Correctiv bringt umfangreiche Erfahrung in der Datenerhebung ein. Gemeinsam wurde der Fragebogen konzipiert und von Experten geprüft.

Ziele der Untersuchung

Ziel ist es, eine Art Landkarte zu erstellen, die zeigt, wie verbreitet der Medikamentenmissbrauch in Deutschland ist. Dabei sollen regionale Unterschiede, konsumierte Substanzen und Bezugswege ermittelt werden. Die Frage nach der Herkunft der Mittel steht im Fokus.

Teilnahme und Projektname

Das Projekt trägt den Titel „Zwischen Rezept und Rausch“. Der Fragebogen ist auf den Webseiten von SPIEGEL und Correctiv verfügbar.
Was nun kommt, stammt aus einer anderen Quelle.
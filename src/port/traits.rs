//! Core traits for serial port bindings.
//!
//! `PortBinding` is the surface every driver implements so that native and
//! virtual ports can be used interchangeably. Enumeration lives in a separate
//! `PortEnumerator` trait since it does not belong to any one open port.

use super::error::BindingResult;
use super::types::{ControlFlags, ModemStatus, OpenOptions, PortList, PortPath, UpdateOptions};
use async_trait::async_trait;

/// Lifecycle and I/O surface of one serial port.
///
/// A binding starts closed. Every I/O method, `close` included, fails with
/// `BindingError::NotOpen` while closed; `open` fails with
/// `BindingError::AlreadyOpen` while open. Operations are issued one at a time
/// by the owner, which `&mut self` enforces.
///
/// When a driver detects that the connection was lost it closes itself,
/// invokes its disconnect callback and resolves the operation in flight with
/// `BindingError::Disconnected`.
#[async_trait]
pub trait PortBinding: Send + std::fmt::Debug {
    /// Whether the port is currently open.
    fn is_open(&self) -> bool;

    /// Open `path` and apply `options`, including the initial control flags.
    async fn open(&mut self, path: PortPath, options: OpenOptions) -> BindingResult<()>;

    /// Release the underlying handle.
    async fn close(&mut self) -> BindingResult<()>;

    /// Read up to `length` bytes into `buffer[offset..offset + length]`.
    ///
    /// Returns the number of bytes read. Fewer than `length` bytes, zero
    /// included, is a normal outcome: drivers never promise full reads.
    /// Reports `BufferTooSmall` without touching `buffer` when
    /// `offset + length` exceeds its length.
    async fn read(&mut self, buffer: &mut [u8], offset: usize, length: usize)
        -> BindingResult<usize>;

    /// Hand `buffer` to the driver. Resolves once the data is accepted for
    /// transmission; use `drain` to wait until it has been sent.
    async fn write(&mut self, buffer: &[u8]) -> BindingResult<()>;

    /// Change the baud rate without closing the port.
    async fn update(&mut self, options: UpdateOptions) -> BindingResult<()>;

    /// Assert all five control lines.
    async fn set(&mut self, flags: ControlFlags) -> BindingResult<()>;

    /// Read the modem status lines.
    async fn get(&mut self) -> BindingResult<ModemStatus>;

    /// Discard unread input and untransmitted output.
    async fn flush(&mut self) -> BindingResult<()>;

    /// Wait until all written data has been transmitted.
    async fn drain(&mut self) -> BindingResult<()>;
}

/// Enumerates the ports a driver can open.
#[async_trait]
pub trait PortEnumerator: Send + Sync {
    /// Take a fresh snapshot of the available ports.
    ///
    /// Finding no ports is not an error and yields an empty list.
    async fn list(&self) -> BindingResult<PortList>;
}

#[async_trait]
impl<B: PortBinding + ?Sized> PortBinding for Box<B> {
    fn is_open(&self) -> bool {
        (**self).is_open()
    }

    async fn open(&mut self, path: PortPath, options: OpenOptions) -> BindingResult<()> {
        (**self).open(path, options).await
    }

    async fn close(&mut self) -> BindingResult<()> {
        (**self).close().await
    }

    async fn read(
        &mut self,
        buffer: &mut [u8],
        offset: usize,
        length: usize,
    ) -> BindingResult<usize> {
        (**self).read(buffer, offset, length).await
    }

    async fn write(&mut self, buffer: &[u8]) -> BindingResult<()> {
        (**self).write(buffer).await
    }

    async fn update(&mut self, options: UpdateOptions) -> BindingResult<()> {
        (**self).update(options).await
    }

    async fn set(&mut self, flags: ControlFlags) -> BindingResult<()> {
        (**self).set(flags).await
    }

    async fn get(&mut self) -> BindingResult<ModemStatus> {
        (**self).get().await
    }

    async fn flush(&mut self) -> BindingResult<()> {
        (**self).flush().await
    }

    async fn drain(&mut self) -> BindingResult<()> {
        (**self).drain().await
    }
}
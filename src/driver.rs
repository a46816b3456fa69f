//! Driver selection.
//!
//! Picks the binding implementation for a target at runtime and hands it out
//! as a boxed trait object so callers stay driver-agnostic.

use crate::port::{
    BindingError, BindingOptions, BindingResult, MockBinding, MockRegistry, NativeBinding,
    NativeEnumerator, NativeSettings, PortBinding, PortEnumerator,
};
use serde::{Deserialize, Serialize};
use std::fmt;
use std::str::FromStr;

/// Which binding implementation to use.
#[derive(Debug, Clone, Copy, PartialEq, Eq, Default, Serialize, Deserialize)]
#[serde(rename_all = "lowercase")]
pub enum DriverKind {
    /// Native where the platform has serial devices, mock elsewhere.
    #[default]
    Auto,
    Native,
    Mock,
}

impl DriverKind {
    /// Resolve `Auto` for the current target.
    pub fn resolve(self) -> Self {
        match self {
            Self::Auto if cfg!(any(unix, windows)) => Self::Native,
            Self::Auto => Self::Mock,
            other => other,
        }
    }
}

impl fmt::Display for DriverKind {
    fn fmt(&self, f: &mut fmt::Formatter<'_>) -> fmt::Result {
        let name = match self {
            Self::Auto => "auto",
            Self::Native => "native",
            Self::Mock => "mock",
        };
        f.write_str(name)
    }
}

impl FromStr for DriverKind {
    type Err = BindingError;

    fn from_str(s: &str) -> Result<Self, Self::Err> {
        match s.trim().to_ascii_lowercase().as_str() {
            "auto" => Ok(Self::Auto),
            "native" => Ok(Self::Native),
            "mock" => Ok(Self::Mock),
            other => Err(BindingError::invalid_argument(format!(
                "unknown driver '{other}', expected auto, native or mock"
            ))),
        }
    }
}

/// Construct a closed binding of the given kind.
///
/// `registry` backs mock bindings and is ignored otherwise.
pub fn create_binding(
    kind: DriverKind,
    options: BindingOptions,
    registry: &MockRegistry,
    settings: NativeSettings,
) -> BindingResult<Box<dyn PortBinding>> {
    let kind = kind.resolve();
    tracing::debug!(driver = %kind, "Creating port binding");
    match kind {
        DriverKind::Mock => Ok(Box::new(MockBinding::new(registry.clone(), options)?)),
        _ => Ok(Box::new(NativeBinding::with_settings(options, settings)?)),
    }
}

/// Enumerator matching the given kind.
pub fn create_enumerator(kind: DriverKind, registry: &MockRegistry) -> Box<dyn PortEnumerator> {
    match kind.resolve() {
        DriverKind::Mock => Box::new(registry.clone()),
        _ => Box::new(NativeEnumerator),
    }
}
Die Redaktion hofft auf eine rege Beteiligung, um fundierte Erkenntnisse zu gewinnen und das Bewusstsein für das Thema zu schärfen.

Bereits jetzt gibt es weitere Berichte zum Thema, darunter Reportagen über tödliche Suchtverläufe und die Schließung der größten Suchtklinik für Jugendliche in Deutschland. Die neue Recherche soll diese Einzelfälle in einen größeren Kontext stellen.